**WORK REQUEST:** After finding the line with "repository 08fc4c4789f8aadd" in the entries below, retype exactly each line from there through the line with "directory keep their", including that final line.

*** MATERIAL FOR THIS EXERCISE Section Begins ***

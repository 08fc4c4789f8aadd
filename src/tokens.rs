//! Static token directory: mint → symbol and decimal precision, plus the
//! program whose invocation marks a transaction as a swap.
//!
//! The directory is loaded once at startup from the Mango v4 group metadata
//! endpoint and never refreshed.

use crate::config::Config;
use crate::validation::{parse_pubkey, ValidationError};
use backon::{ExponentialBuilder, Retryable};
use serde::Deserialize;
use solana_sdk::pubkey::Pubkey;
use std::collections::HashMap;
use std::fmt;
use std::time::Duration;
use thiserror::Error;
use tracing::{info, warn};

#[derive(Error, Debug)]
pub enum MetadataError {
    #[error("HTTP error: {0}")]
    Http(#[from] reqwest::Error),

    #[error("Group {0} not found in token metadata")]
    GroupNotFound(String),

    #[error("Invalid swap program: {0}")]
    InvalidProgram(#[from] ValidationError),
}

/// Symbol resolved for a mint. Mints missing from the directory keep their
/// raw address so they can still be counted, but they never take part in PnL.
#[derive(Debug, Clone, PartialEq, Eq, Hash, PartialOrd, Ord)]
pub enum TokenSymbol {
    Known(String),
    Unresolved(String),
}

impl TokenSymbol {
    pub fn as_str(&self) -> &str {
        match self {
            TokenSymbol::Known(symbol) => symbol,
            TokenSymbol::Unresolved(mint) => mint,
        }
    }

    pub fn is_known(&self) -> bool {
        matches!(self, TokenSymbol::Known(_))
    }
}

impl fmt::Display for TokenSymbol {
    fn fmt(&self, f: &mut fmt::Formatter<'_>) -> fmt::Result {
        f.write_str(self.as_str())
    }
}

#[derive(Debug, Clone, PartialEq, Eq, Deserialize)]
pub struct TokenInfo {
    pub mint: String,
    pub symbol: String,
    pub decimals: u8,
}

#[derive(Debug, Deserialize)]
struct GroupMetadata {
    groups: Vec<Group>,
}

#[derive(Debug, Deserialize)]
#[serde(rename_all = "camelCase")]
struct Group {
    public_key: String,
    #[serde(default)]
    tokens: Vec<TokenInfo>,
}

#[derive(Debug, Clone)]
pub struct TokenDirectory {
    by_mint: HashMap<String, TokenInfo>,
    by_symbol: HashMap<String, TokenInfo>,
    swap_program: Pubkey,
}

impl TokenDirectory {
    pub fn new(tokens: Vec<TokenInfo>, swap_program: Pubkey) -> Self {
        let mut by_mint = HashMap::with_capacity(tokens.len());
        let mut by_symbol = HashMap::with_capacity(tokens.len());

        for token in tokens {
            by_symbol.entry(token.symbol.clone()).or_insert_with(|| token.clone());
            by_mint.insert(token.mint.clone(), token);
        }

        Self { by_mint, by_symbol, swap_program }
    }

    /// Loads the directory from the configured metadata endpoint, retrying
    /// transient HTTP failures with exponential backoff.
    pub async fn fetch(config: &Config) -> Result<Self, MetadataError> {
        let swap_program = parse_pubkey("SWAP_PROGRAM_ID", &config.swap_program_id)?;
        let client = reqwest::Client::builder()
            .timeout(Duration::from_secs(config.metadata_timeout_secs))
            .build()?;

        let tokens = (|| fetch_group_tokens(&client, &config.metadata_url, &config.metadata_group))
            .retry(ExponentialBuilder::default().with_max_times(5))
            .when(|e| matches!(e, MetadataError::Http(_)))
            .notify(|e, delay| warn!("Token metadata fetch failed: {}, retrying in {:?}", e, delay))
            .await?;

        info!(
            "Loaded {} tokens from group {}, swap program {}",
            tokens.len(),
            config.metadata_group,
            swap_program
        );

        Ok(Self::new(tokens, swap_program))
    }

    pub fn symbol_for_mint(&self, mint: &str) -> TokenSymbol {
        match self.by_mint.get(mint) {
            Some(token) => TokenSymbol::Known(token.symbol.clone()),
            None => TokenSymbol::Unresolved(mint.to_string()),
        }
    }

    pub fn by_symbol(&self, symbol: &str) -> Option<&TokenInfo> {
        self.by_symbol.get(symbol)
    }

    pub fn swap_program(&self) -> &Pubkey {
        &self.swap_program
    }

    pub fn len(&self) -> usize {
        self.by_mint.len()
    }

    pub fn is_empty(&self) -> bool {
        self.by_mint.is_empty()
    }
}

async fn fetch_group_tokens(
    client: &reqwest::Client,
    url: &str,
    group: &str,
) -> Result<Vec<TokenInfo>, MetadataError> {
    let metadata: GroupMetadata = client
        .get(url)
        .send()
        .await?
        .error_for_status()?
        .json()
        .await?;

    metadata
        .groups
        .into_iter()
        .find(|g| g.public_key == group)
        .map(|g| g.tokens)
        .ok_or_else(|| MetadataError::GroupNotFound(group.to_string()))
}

*** MATERIAL FOR THIS EXERCISE Section Ends ***
*** MATERIAL FOR THIS EXERCISE Section Begins ***

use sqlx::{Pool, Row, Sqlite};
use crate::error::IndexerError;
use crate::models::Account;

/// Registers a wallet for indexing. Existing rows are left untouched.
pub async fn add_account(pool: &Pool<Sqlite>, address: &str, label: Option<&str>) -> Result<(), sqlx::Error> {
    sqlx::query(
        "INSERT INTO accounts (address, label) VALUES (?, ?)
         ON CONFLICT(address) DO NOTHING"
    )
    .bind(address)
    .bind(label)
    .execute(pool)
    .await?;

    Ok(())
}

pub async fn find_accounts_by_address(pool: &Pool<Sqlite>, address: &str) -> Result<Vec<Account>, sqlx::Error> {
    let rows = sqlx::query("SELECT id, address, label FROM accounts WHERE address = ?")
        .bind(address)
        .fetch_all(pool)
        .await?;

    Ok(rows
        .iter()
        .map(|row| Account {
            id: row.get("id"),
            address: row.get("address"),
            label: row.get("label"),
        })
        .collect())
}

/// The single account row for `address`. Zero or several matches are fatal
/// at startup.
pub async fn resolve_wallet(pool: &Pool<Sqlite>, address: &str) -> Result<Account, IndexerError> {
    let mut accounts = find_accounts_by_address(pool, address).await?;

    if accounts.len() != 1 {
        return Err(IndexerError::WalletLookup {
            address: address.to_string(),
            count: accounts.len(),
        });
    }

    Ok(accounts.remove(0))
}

*** MATERIAL FOR THIS EXERCISE Section Ends ***

**TASK RESULT:**
repository 08fc4c4789f8aadd
filename src/tokens.rs
//! Static token directory: mint → symbol and decimal precision, plus the
//! program whose invocation marks a transaction as a swap.
//!
//! The directory is loaded once at startup from the Mango v4 group metadata
//! endpoint and never refreshed.

use crate::config::Config;
use crate::validation::{parse_pubkey, ValidationError};
use backon::{ExponentialBuilder, Retryable};
use serde::Deserialize;
use solana_sdk::pubkey::Pubkey;
use std::collections::HashMap;
use std::fmt;
use std::time::Duration;
use thiserror::Error;
use tracing::{info, warn};

#[derive(Error, Debug)]
pub enum MetadataError {
    #[error("HTTP error: {0}")]
    Http(#[from] reqwest::Error),

    #[error("Group {0} not found in token metadata")]
    GroupNotFound(String),

    #[error("Invalid swap program: {0}")]
    InvalidProgram(#[from] ValidationError),
}

/// Symbol resolved for a mint. Mints missing from the directory keep their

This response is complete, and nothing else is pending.